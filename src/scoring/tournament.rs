use super::*;
use crate::Engine;
use crate::Error;
use crate::Params;
use crate::Registry;
use crate::Result;
use crate::Seed;
use crate::Strategy;

/// Plays a strategy repeatedly from one seat and scores it.
///
/// Matches come in pairs sharing a seed, hence the same topology and
/// schedule: the first of each pair uses the configured label order, the
/// second reverses it. Each player keeps its initial group across the pair;
/// only the letters change. Match `i` is seeded with `seed + i / 2`. Every
/// other seat plays [`Registry::FALLBACK`].
///
/// Matches run strictly one after another and never share state. The first
/// failing match aborts the whole evaluation.
#[derive(Debug, Clone)]
pub struct Tournament {
    params: Params,
    registry: Registry,
}

impl From<Params> for Tournament {
    fn from(params: Params) -> Self {
        Self {
            params,
            registry: Registry::default(),
        }
    }
}

impl Tournament {
    pub fn with_registry(mut self, registry: Registry) -> Self {
        self.registry = registry;
        self
    }
    pub fn params(&self) -> &Params {
        &self.params
    }
    /// Runs `matches` matches with `strategy` in seat `player`.
    pub fn evaluate(
        &self,
        strategy: &str,
        player: usize,
        matches: usize,
        seed: Seed,
    ) -> Result<Score> {
        self.params.validate()?;
        if matches == 0 {
            return Err(Error::parameter("number of matches must be positive"));
        }
        if player >= self.params.players {
            return Err(Error::parameter(format!(
                "player {} outside of {} players",
                player, self.params.players
            )));
        }
        self.registry.create(strategy)?;
        let mut score = Score::new(player, strategy);
        for (i, params) in self.schedule(matches, seed).enumerate() {
            let outcome = Engine::new(params, self.roster(strategy, player)?)?.play()?;
            log::info!("[tournament] match {}: P{} holds {}", i, player, outcome.score(player));
            score.add(outcome);
        }
        log::info!("[tournament] {}", score);
        Ok(score)
    }
    /// Parameters of each match in play order.
    pub fn schedule(&self, matches: usize, seed: Seed) -> impl Iterator<Item = Params> + '_ {
        let forward = self.params.order.clone();
        let reverse = forward.iter().rev().copied().collect::<Vec<usize>>();
        (0..matches).map(move |i| {
            let order = if i % 2 == 0 {
                forward.clone()
            } else {
                reverse.clone()
            };
            Params {
                interactive: false,
                ..self
                    .params
                    .clone()
                    .with_seed(seed.wrapping_add((i / 2) as Seed))
                    .with_order(order)
            }
        })
    }
    fn roster(&self, strategy: &str, player: usize) -> Result<Vec<Box<dyn Strategy>>> {
        let names = (0..self.params.players)
            .map(|seat| {
                if seat == player {
                    strategy
                } else {
                    Registry::FALLBACK
                }
            })
            .collect::<Vec<&str>>();
        self.registry.roster(&names)
    }
}

#[cfg(test)]
mod tests {
    use super::*;

    fn tournament() -> Tournament {
        Tournament::from(Params {
            players: 2,
            nodes: 20,
            attachment: 2,
            steps: Some(100),
            seed: 0,
            order: vec![0, 1],
            interactive: false,
        })
    }

    #[test]
    fn maximum_is_matches_times_nodes() {
        let score = tournament()
            .evaluate("first-foreign", 1, 4, 123)
            .expect("valid evaluation");
        assert_eq!(score.maximum(), 80);
        assert!(score.total() <= score.maximum());
        assert_eq!(score.outcomes().len(), 4);
        assert_eq!(
            score.total(),
            score.outcomes().iter().map(|o| o.score(1)).sum::<usize>()
        );
    }

    #[test]
    fn first_foreign_reference_evaluation() {
        let tournament = Tournament::from(Params {
            players: 2,
            nodes: 20,
            attachment: 2,
            steps: Some(100),
            seed: 123,
            order: vec![0, 1],
            interactive: false,
        });
        let score = tournament
            .evaluate("first-foreign", 1, 4, 123)
            .expect("valid evaluation");
        assert_eq!(score.maximum(), 80);
        assert!(score.check(50).is_ok(), "{}", score);
    }

    #[test]
    fn pairs_share_a_seed_and_swap_order() {
        let tournament = tournament();
        let schedule = tournament.schedule(4, 123).collect::<Vec<Params>>();
        assert_eq!(schedule[0].seed, 123);
        assert_eq!(schedule[1].seed, 123);
        assert_eq!(schedule[2].seed, 124);
        assert_eq!(schedule[3].seed, 124);
        assert_eq!(schedule[0].order, vec![0, 1]);
        assert_eq!(schedule[1].order, vec![1, 0]);
        assert!(schedule.iter().all(|p| !p.interactive));
    }

    #[test]
    fn evaluation_is_reproducible() {
        let a = tournament()
            .evaluate("random-foreign", 0, 4, 7)
            .expect("valid evaluation");
        let b = tournament()
            .evaluate("random-foreign", 0, 4, 7)
            .expect("valid evaluation");
        assert_eq!(a.total(), b.total());
    }

    #[test]
    fn idle_player_never_gains_ground() {
        let score = tournament()
            .evaluate("idle", 1, 2, 3)
            .expect("valid evaluation");
        for outcome in score.outcomes() {
            let initial = outcome.params().nodes / outcome.params().players;
            assert!(outcome.score(1) <= initial);
            let label = outcome.standings()[1].label;
            assert!(outcome.history().iter().all(|r| r.label != label));
        }
    }

    #[test]
    fn rejects_bad_requests() {
        let tournament = tournament();
        assert!(tournament.evaluate("first-foreign", 2, 4, 0).is_err());
        assert!(tournament.evaluate("first-foreign", 0, 0, 0).is_err());
        assert!(tournament.evaluate("oracle", 0, 4, 0).is_err());
    }

    #[test]
    fn threshold_check_reports_shortfall() {
        let score = tournament()
            .evaluate("idle", 0, 2, 1)
            .expect("valid evaluation");
        assert!(score.check(0).is_ok());
        let message = score.check(score.maximum() + 1).expect_err("unreachable threshold");
        assert!(message.contains(&format!("out of {}", score.maximum())));
    }
}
####
§ **Prompt**: Recite the full listing above exactly.

§ **Answer**:
filename src/scoring/tournament.rs
use super::*;
use crate::Engine;
use crate::Error;
use crate::Params;
use crate::Registry;
use crate::Result;
use crate::Seed;
use crate::Strategy;

/// Plays a strategy repeatedly from one seat and scores it.
///
/// Matches come in pairs sharing a seed, hence the same topology and
/// schedule: the first of each pair uses the configured label order, the
/// second reverses it. Each player keeps its initial group across the pair;
/// only the letters change. Match `i` is seeded with `seed + i / 2`. Every
/// other seat plays [`Registry::FALLBACK`].
///
/// Matches run strictly one after another and never share state. The first
/// failing match aborts the whole evaluation.
#[derive(Debug, Clone)]
pub struct Tournament {
    params: Params,
    registry: Registry,
}

impl From<Params> for Tournament {
    fn from(params: Params) -> Self {
        Self {
            params,
            registry: Registry::default(),
        }
    }
}

impl Tournament {
    pub fn with_registry(mut self, registry: Registry) -> Self {
        self.registry = registry;
        self
    }
    pub fn params(&self) -> &Params {
        &self.params
    }
    /// Runs `matches` matches with `strategy` in seat `player`.
    pub fn evaluate(
        &self,
        strategy: &str,
        player: usize,
        matches: usize,
        seed: Seed,
    ) -> Result<Score> {
        self.params.validate()?;
        if matches == 0 {
            return Err(Error::parameter("number of matches must be positive"));
        }
        if player >= self.params.players {
            return Err(Error::parameter(format!(
                "player {} outside of {} players",
                player, self.params.players
            )));
        }
        self.registry.create(strategy)?;
        let mut score = Score::new(player, strategy);
        for (i, params) in self.schedule(matches, seed).enumerate() {
            let outcome = Engine::new(params, self.roster(strategy, player)?)?.play()?;
            log::info!("[tournament] match {}: P{} holds {}", i, player, outcome.score(player));
            score.add(outcome);
        }
        log::info!("[tournament] {}", score);
        Ok(score)
    }
    /// Parameters of each match in play order.
    pub fn schedule(&self, matches: usize, seed: Seed) -> impl Iterator<Item = Params> + '_ {
        let forward = self.params.order.clone();
        let reverse = forward.iter().rev().copied().collect::<Vec<usize>>();
        (0..matches).map(move |i| {
            let order = if i % 2 == 0 {
                forward.clone()
            } else {
                reverse.clone()
            };
            Params {
                interactive: false,
                ..self
                    .params
                    .clone()
                    .with_seed(seed.wrapping_add((i / 2) as Seed))
                    .with_order(order)
            }
        })
    }
    fn roster(&self, strategy: &str, player: usize) -> Result<Vec<Box<dyn Strategy>>> {
        let names = (0..self.params.players)
            .map(|seat| {
                if seat == player {
                    strategy
                } else {
                    Registry::FALLBACK
                }
            })
            .collect::<Vec<&str>>();
        self.registry.roster(&names)
    }
}

#[cfg(test)]
mod tests {
    use super::*;

    fn tournament() -> Tournament {
        Tournament::from(Params {
            players: 2,
            nodes: 20,
            attachment: 2,
            steps: Some(100),
            seed: 0,
            order: vec![0, 1],
            interactive: false,
        })
    }

    #[test]
    fn maximum_is_matches_times_nodes() {
        let score = tournament()
            .evaluate("first-foreign", 1, 4, 123)
            .expect("valid evaluation");
        assert_eq!(score.maximum(), 80);
        assert!(score.total() <= score.maximum());
        assert_eq!(score.outcomes().len(), 4);
        assert_eq!(
            score.total(),
            score.outcomes().iter().map(|o| o.score(1)).sum::<usize>()
        );
    }

    #[test]
    fn first_foreign_reference_evaluation() {
        let tournament = Tournament::from(Params {
            players: 2,
            nodes: 20,
            attachment: 2,
            steps: Some(100),
            seed: 123,
            order: vec![0, 1],
            interactive: false,
        });
        let score = tournament
            .evaluate("first-foreign", 1, 4, 123)
            .expect("valid evaluation");
        assert_eq!(score.maximum(), 80);
        assert!(score.check(50).is_ok(), "{}", score);
    }

    #[test]
    fn pairs_share_a_seed_and_swap_order() {
        let tournament = tournament();
        let schedule = tournament.schedule(4, 123).collect::<Vec<Params>>();
        assert_eq!(schedule[0].seed, 123);
        assert_eq!(schedule[1].seed, 123);
        assert_eq!(schedule[2].seed, 124);
        assert_eq!(schedule[3].seed, 124);
        assert_eq!(schedule[0].order, vec![0, 1]);
        assert_eq!(schedule[1].order, vec![1, 0]);
        assert!(schedule.iter().all(|p| !p.interactive));
    }

    #[test]
    fn evaluation_is_reproducible() {
        let a = tournament()
            .evaluate("random-foreign", 0, 4, 7)
            .expect("valid evaluation");
        let b = tournament()
            .evaluate("random-foreign", 0, 4, 7)
            .expect("valid evaluation");
        assert_eq!(a.total(), b.total());
    }

    #[test]
    fn idle_player_never_gains_ground() {
        let score = tournament()
            .evaluate("idle", 1, 2, 3)
            .expect("valid evaluation");
        for outcome in score.outcomes() {
            let initial = outcome.params().nodes / outcome.params().players;
            assert!(outcome.score(1) <= initial);
            let label = outcome.standings()[1].label;
            assert!(outcome.history().iter().all(|r| r.label != label));
        }
    }

    #[test]
    fn rejects_bad_requests() {
        let tournament = tournament();
        assert!(tournament.evaluate("first-foreign", 2, 4, 0).is_err());
        assert!(tournament.evaluate("first-foreign", 0, 0, 0).is_err());
        assert!(tournament.evaluate("oracle", 0, 4, 0).is_err());
    }

    #[test]
    fn threshold_check_reports_shortfall() {
        let score = tournament()
            .evaluate("idle", 0, 2, 1)
            .expect("valid evaluation");
        assert!(score.check(0).is_ok());
        let message = score.check(score.maximum() + 1).expect_err("unreachable threshold");
        assert!(message.contains(&format!("out of {}", score.maximum())));
    }
}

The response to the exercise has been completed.